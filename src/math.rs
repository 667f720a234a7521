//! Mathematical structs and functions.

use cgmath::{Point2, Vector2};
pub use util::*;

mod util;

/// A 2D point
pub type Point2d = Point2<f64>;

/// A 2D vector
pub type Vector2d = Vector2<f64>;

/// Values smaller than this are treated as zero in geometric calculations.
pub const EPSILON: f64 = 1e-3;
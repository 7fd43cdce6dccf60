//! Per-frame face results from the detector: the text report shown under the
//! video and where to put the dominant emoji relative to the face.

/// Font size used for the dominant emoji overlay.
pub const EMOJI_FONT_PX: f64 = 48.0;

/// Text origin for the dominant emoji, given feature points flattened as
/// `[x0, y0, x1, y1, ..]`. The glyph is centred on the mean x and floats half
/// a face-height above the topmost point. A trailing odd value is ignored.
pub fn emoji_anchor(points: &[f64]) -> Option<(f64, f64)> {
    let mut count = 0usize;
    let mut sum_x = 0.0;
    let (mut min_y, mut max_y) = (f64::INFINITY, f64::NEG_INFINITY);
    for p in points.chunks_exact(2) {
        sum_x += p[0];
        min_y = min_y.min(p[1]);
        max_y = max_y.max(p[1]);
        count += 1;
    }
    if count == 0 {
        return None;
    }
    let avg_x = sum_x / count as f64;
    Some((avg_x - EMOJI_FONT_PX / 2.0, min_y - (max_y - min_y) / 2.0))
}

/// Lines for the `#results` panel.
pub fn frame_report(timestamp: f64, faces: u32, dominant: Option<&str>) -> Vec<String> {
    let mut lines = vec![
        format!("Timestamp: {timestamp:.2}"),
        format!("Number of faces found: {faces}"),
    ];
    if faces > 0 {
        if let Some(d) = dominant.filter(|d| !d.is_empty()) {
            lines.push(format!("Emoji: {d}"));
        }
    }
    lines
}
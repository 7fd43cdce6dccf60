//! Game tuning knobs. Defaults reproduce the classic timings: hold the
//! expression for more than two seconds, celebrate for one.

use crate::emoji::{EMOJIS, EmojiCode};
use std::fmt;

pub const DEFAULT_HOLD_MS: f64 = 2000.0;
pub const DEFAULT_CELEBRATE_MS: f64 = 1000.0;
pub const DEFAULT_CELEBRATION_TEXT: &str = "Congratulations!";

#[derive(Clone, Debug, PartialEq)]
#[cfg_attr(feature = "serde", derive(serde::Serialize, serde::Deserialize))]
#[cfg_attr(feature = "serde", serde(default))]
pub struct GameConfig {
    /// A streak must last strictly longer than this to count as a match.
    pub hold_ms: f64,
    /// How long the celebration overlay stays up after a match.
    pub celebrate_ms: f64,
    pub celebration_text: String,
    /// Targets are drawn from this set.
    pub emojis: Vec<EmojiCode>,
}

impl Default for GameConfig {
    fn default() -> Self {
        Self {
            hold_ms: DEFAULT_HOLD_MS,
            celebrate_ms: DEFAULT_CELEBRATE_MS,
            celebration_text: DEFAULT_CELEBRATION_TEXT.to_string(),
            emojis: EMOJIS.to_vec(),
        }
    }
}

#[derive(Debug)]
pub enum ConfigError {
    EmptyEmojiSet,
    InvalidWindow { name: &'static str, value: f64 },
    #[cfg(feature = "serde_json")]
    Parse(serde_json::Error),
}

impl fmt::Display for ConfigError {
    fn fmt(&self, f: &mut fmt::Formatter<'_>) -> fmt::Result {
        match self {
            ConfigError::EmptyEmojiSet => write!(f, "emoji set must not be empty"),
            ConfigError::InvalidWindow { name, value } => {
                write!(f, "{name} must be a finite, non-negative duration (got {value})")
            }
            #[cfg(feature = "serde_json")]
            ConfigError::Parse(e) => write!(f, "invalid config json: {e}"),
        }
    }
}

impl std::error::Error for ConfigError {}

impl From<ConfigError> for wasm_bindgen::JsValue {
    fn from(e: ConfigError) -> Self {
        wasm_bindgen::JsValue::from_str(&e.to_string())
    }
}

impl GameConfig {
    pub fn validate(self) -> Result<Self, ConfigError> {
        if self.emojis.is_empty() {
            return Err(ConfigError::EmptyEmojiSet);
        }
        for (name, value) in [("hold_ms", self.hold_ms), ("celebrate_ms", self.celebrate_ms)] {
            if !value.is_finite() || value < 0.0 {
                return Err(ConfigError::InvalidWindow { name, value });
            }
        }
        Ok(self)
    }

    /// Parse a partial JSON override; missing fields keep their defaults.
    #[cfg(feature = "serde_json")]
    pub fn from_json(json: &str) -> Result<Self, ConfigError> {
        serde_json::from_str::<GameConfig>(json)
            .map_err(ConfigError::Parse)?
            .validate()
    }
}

⁂

§ **INSTRUCTIONS FOR THE TASK**
Copy each line of the listing that carries the string "than".

§ **OUTPUT FOR THIS TASK**
/// Values smaller than this are treated as zero in geometric calculations.
//! expression for more than two seconds, celebrate for one.
    /// A streak must last strictly longer than this to count as a match.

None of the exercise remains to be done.